Moins de moyens, van et pédagogie... La VAR qui débarque en Ligue 1 ne sera pas la même qu'en Russie
FOOTBALL•La VAR à la française fait son apparition en Ligue 1 dès OM-Toulouse, vendredi…William Pereira
Scandale au siège de la Fédération française de football. Les deux ou trois dizaines de journalistes invités à une conférence matinale par le DTN de l’arbitrage, Pascal Garibian constatent – après avoir siroté un café et croqué au choix dans des viennoiseries ou une salade de fruits offerts par la maison – qu’une clé USB en forme d’équipement de l’équipe de France les attend. On est fin juillet. Voilà deux semaines que les Bleus sont doubles champions du monde, pourtant, à y regarder de plus près, ladite clé n’est ornée que d’une pauvre étoile. L’indignation est totale.

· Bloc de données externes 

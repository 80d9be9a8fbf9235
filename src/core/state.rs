//! 状态定义：TriageSession 与分诊结果
//!
//! 一次故障报告对应一个 TriageSession，由编排图独占并按顺序推进。
//! 字段写入只能走 record_* 方法，写入顺序（module → change_evidence → outcome）在这里强制：
//! module 只写一次，证据只在 module 之后写入，成功结果只在证据之后写入，结果写入后会话终止。

use std::fmt;

use chrono::NaiveDate;
use serde::{Deserialize, Serialize};
use thiserror::Error;

use crate::core::error::{CapabilityKind, TriageError};
use crate::core::policy;

/// 编排阶段
#[derive(Debug, Clone, Copy, PartialEq, Eq, Serialize)]
#[serde(rename_all = "snake_case")]
pub enum Phase {
    Triaging,
    GatheringEvidence,
    Assigning,
    Done,
}

impl fmt::Display for Phase {
    fn fmt(&self, f: &mut fmt::Formatter<'_>) -> fmt::Result {
        let s = match self {
            Self::Triaging => "triaging",
            Self::GatheringEvidence => "gathering_evidence",
            Self::Assigning => "assigning",
            Self::Done => "done",
        };
        f.write_str(s)
    }
}

/// 工单优先级
#[derive(Debug, Clone, Copy, PartialEq, Eq, Serialize, Deserialize)]
pub enum Priority {
    P1,
    P2,
}

impl fmt::Display for Priority {
    fn fmt(&self, f: &mut fmt::Formatter<'_>) -> fmt::Result {
        match self {
            Self::P1 => f.write_str("P1"),
            Self::P2 => f.write_str("P2"),
        }
    }
}

/// 工单类型
#[derive(Debug, Clone, Copy, PartialEq, Eq, Serialize, Deserialize)]
pub enum TicketType {
    WarrantyTicket,
    ProductionIncident,
}

impl fmt::Display for TicketType {
    fn fmt(&self, f: &mut fmt::Formatter<'_>) -> fmt::Result {
        match self {
            Self::WarrantyTicket => f.write_str("Warranty Ticket"),
            Self::ProductionIncident => f.write_str("Production Incident"),
        }
    }
}

/// 版本库近期变更查询结果；found 为 false 时其余字段无意义
#[derive(Debug, Clone, Default, PartialEq, Eq, Serialize, Deserialize)]
pub struct ChangeEvidence {
    pub found: bool,
    pub commit_date: Option<NaiveDate>,
    pub author: Option<String>,
    pub change_id: Option<String>,
}

impl ChangeEvidence {
    /// 没有近期变更
    pub fn none() -> Self {
        Self::default()
    }

    pub fn found(author: impl Into<String>) -> Self {
        Self {
            found: true,
            author: Some(author.into()),
            ..Self::default()
        }
    }

    pub fn with_commit_date(mut self, date: NaiveDate) -> Self {
        self.commit_date = Some(date);
        self
    }

    pub fn with_change_id(mut self, id: impl Into<String>) -> Self {
        self.change_id = Some(id.into());
        self
    }
}

/// 成功分诊的结果
#[derive(Debug, Clone, PartialEq, Eq, Serialize)]
pub struct Resolution {
    pub module: String,
    pub assignment_group: String,
    pub ticket_type: TicketType,
    pub priority: Priority,
    /// 工单系统返回的回执，原样透出
    pub receipt_text: String,
    /// 面向用户的最终回复
    pub summary_text: String,
}

/// 会话的失败终态
#[derive(Error, Debug, Clone, PartialEq, Eq, Serialize)]
#[serde(tag = "kind", rename_all = "snake_case")]
pub enum TriageFailure {
    #[error("triage inconclusive after {iterations} classification rounds")]
    InconclusiveTriage { iterations: usize },

    #[error("capability {which} failed: {detail}")]
    CapabilityFailure { which: CapabilityKind, detail: String },

    #[error("session timed out after {after_ms}ms")]
    TimedOut { after_ms: u64 },

    #[error("session cancelled")]
    Cancelled,
}

/// 会话终态：成功或带标签的失败，二者必居其一
#[derive(Debug, Clone, PartialEq, Eq, Serialize)]
#[serde(tag = "status", content = "detail", rename_all = "snake_case")]
pub enum Outcome {
    Resolved(Resolution),
    Failed(TriageFailure),
}

impl Outcome {
    pub fn is_resolved(&self) -> bool {
        matches!(self, Self::Resolved(_))
    }

    pub fn resolution(&self) -> Option<&Resolution> {
        match self {
            Self::Resolved(r) => Some(r),
            Self::Failed(_) => None,
        }
    }

    pub fn failure(&self) -> Option<&TriageFailure> {
        match self {
            Self::Resolved(_) => None,
            Self::Failed(f) => Some(f),
        }
    }

    /// 发回给报告人的文本
    pub fn final_response(&self) -> String {
        match self {
            Self::Resolved(r) => r.summary_text.clone(),
            Self::Failed(TriageFailure::InconclusiveTriage { .. }) => {
                "Error: Module name was not identified during triage.".to_string()
            }
            Self::Failed(f) => format!("Error: {f}"),
        }
    }
}

/// 一次故障报告的分诊会话
#[derive(Debug, Clone)]
pub struct TriageSession {
    id: String,
    input: String,
    incident_date: NaiveDate,
    history: Vec<String>,
    module: Option<String>,
    last_agent_output: Option<String>,
    change_evidence: Option<ChangeEvidence>,
    outcome: Option<Outcome>,
    iterations: usize,
}

impl TriageSession {
    pub fn new(input: impl Into<String>) -> Self {
        Self {
            id: format!("triage_{}", uuid::Uuid::new_v4()),
            input: input.into(),
            incident_date: chrono::Utc::now().date_naive(),
            history: Vec::new(),
            module: None,
            last_agent_output: None,
            change_evidence: None,
            outcome: None,
            iterations: 0,
        }
    }

    /// 故障发生日期，仅用于保修窗口判断（默认当天）
    pub fn with_incident_date(mut self, date: NaiveDate) -> Self {
        self.incident_date = date;
        self
    }

    pub fn id(&self) -> &str {
        &self.id
    }

    pub fn input(&self) -> &str {
        &self.input
    }

    pub fn incident_date(&self) -> NaiveDate {
        self.incident_date
    }

    pub fn history(&self) -> &[String] {
        &self.history
    }

    pub fn module(&self) -> Option<&str> {
        self.module.as_deref()
    }

    pub fn last_agent_output(&self) -> Option<&str> {
        self.last_agent_output.as_deref()
    }

    pub fn change_evidence(&self) -> Option<&ChangeEvidence> {
        self.change_evidence.as_ref()
    }

    pub fn outcome(&self) -> Option<&Outcome> {
        self.outcome.as_ref()
    }

    /// 已执行的分类次数
    pub fn iterations(&self) -> usize {
        self.iterations
    }

    pub fn phase(&self) -> Phase {
        policy::route(self)
    }

    pub fn is_terminal(&self) -> bool {
        self.outcome.is_some()
    }

    /// 记录一次分类结果：给出模块则写入 module，否则把输出追加到 history 继续分诊。
    /// 返回是否已识别出模块。
    pub fn record_classification(
        &mut self,
        output: impl Into<String>,
        resolved_module: Option<&str>,
    ) -> Result<bool, TriageError> {
        if self.phase() != Phase::Triaging {
            return Err(TriageError::invariant(format!(
                "classification recorded in phase {}",
                self.phase()
            )));
        }
        let output = output.into();
        self.iterations += 1;
        self.last_agent_output = Some(output.clone());

        match resolved_module.map(str::trim).filter(|m| !m.is_empty()) {
            Some(module) => {
                self.module = Some(module.to_string());
                Ok(true)
            }
            None => {
                self.history.push(output);
                Ok(false)
            }
        }
    }

    pub fn record_evidence(&mut self, evidence: ChangeEvidence) -> Result<(), TriageError> {
        if self.module.is_none() {
            return Err(TriageError::invariant(
                "change evidence recorded before module was resolved",
            ));
        }
        if self.change_evidence.is_some() {
            return Err(TriageError::invariant("change evidence recorded twice"));
        }
        if self.is_terminal() {
            return Err(TriageError::invariant("change evidence recorded on a finished session"));
        }
        self.change_evidence = Some(evidence);
        Ok(())
    }

    /// 写入终态。失败结果任何阶段都可写入；成功结果必须在证据之后。
    pub fn record_outcome(&mut self, outcome: Outcome) -> Result<(), TriageError> {
        if self.is_terminal() {
            return Err(TriageError::invariant("outcome recorded twice"));
        }
        if outcome.is_resolved() && self.change_evidence.is_none() {
            return Err(TriageError::invariant(
                "resolved outcome recorded before change evidence",
            ));
        }
        self.outcome = Some(outcome);
        Ok(())
    }

    pub fn into_outcome(self) -> Option<Outcome> {
        self.outcome
    }
}

#[cfg(test)]
mod tests {
    use super::*;

    fn resolved(module: &str) -> Outcome {
        Outcome::Resolved(Resolution {
            module: module.to_string(),
            assignment_group: "L2_Support_Triage".to_string(),
            ticket_type: TicketType::ProductionIncident,
            priority: Priority::P1,
            receipt_text: "ok".to_string(),
            summary_text: "done".to_string(),
        })
    }

    #[test]
    fn test_pending_classification_appends_history() {
        let mut session = TriageSession::new("checkout is down");
        let resolved = session.record_classification("need more context", None).unwrap();
        assert!(!resolved);
        assert_eq!(session.history(), &["need more context".to_string()]);
        assert_eq!(session.last_agent_output(), Some("need more context"));
        assert_eq!(session.iterations(), 1);
        assert_eq!(session.phase(), Phase::Triaging);
    }

    #[test]
    fn test_blank_module_is_not_resolution() {
        let mut session = TriageSession::new("x");
        assert!(!session.record_classification("module_name:", Some("  ")).unwrap());
        assert!(session.module().is_none());
    }

    #[test]
    fn test_module_is_write_once() {
        let mut session = TriageSession::new("x");
        assert!(session
            .record_classification("module_name: billing_service", Some(" billing_service "))
            .unwrap());
        assert_eq!(session.module(), Some("billing_service"));
        assert_eq!(session.phase(), Phase::GatheringEvidence);

        let err = session
            .record_classification("module_name: auth", Some("auth"))
            .unwrap_err();
        assert!(matches!(err, TriageError::InvariantViolation(_)));
        assert_eq!(session.module(), Some("billing_service"));
        // 追加失败不应污染 history
        assert!(session.history().is_empty());
    }

    #[test]
    fn test_evidence_requires_module() {
        let mut session = TriageSession::new("x");
        let err = session.record_evidence(ChangeEvidence::none()).unwrap_err();
        assert!(matches!(err, TriageError::InvariantViolation(_)));
        assert!(session.change_evidence().is_none());
    }

    #[test]
    fn test_evidence_recorded_once() {
        let mut session = TriageSession::new("x");
        session.record_classification("m", Some("billing_service")).unwrap();
        session.record_evidence(ChangeEvidence::none()).unwrap();
        assert_eq!(session.phase(), Phase::Assigning);
        assert!(session.record_evidence(ChangeEvidence::found("Vendor_TCS")).is_err());
        assert_eq!(session.change_evidence(), Some(&ChangeEvidence::none()));
    }

    #[test]
    fn test_resolved_outcome_requires_evidence() {
        let mut session = TriageSession::new("x");
        session.record_classification("m", Some("billing_service")).unwrap();
        assert!(session.record_outcome(resolved("billing_service")).is_err());
        assert!(!session.is_terminal());
    }

    #[test]
    fn test_failure_outcome_allowed_while_triaging() {
        let mut session = TriageSession::new("x");
        session
            .record_outcome(Outcome::Failed(TriageFailure::InconclusiveTriage { iterations: 0 }))
            .unwrap();
        assert_eq!(session.phase(), Phase::Done);
        assert!(session.record_classification("late", Some("m")).is_err());
    }

    #[test]
    fn test_outcome_is_terminal() {
        let mut session = TriageSession::new("x");
        session.record_classification("m", Some("billing_service")).unwrap();
        session.record_evidence(ChangeEvidence::none()).unwrap();
        session.record_outcome(resolved("billing_service")).unwrap();
        assert!(session.is_terminal());
        assert!(session.record_outcome(Outcome::Failed(TriageFailure::Cancelled)).is_err());
        assert!(session.into_outcome().unwrap().is_resolved());
    }

    #[test]
    fn test_display_names() {
        assert_eq!(TicketType::WarrantyTicket.to_string(), "Warranty Ticket");
        assert_eq!(TicketType::ProductionIncident.to_string(), "Production Incident");
        assert_eq!(Priority::P1.to_string(), "P1");
    }

    #[test]
    fn test_outcome_serializes_with_status_tag() {
        let json = serde_json::to_value(Outcome::Failed(TriageFailure::CapabilityFailure {
            which: CapabilityKind::LookupChanges,
            detail: "boom".to_string(),
        }))
        .unwrap();
        assert_eq!(json["status"], "failed");
        assert_eq!(json["detail"]["kind"], "capability_failure");
        assert_eq!(json["detail"]["which"], "lookup_changes");
    }
}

Mais comme souvent quand il s’agit de clés USB, l’important est à l’intérieur : deux dossiers, dont un PDF de 25 pages sur l’assistance vidéo à l’arbitrage. Attention, ne jamais prononcer le terme « arbitrage vidéo », au risque de froisser Pascal Garibian et l’autre ancien homme en jaune reconverti dans les hautes instances arbitrales qui l’épaule ce jour-là, Fredy Fautrel. Pour que tout le monde s’y retrouve, on préférera employer trois lettres : la VAR, qui fera son apparition en Ligue 1 cette saison dès son coup d’envoi, vendredi, à l’occasion d’OM-Toulouse.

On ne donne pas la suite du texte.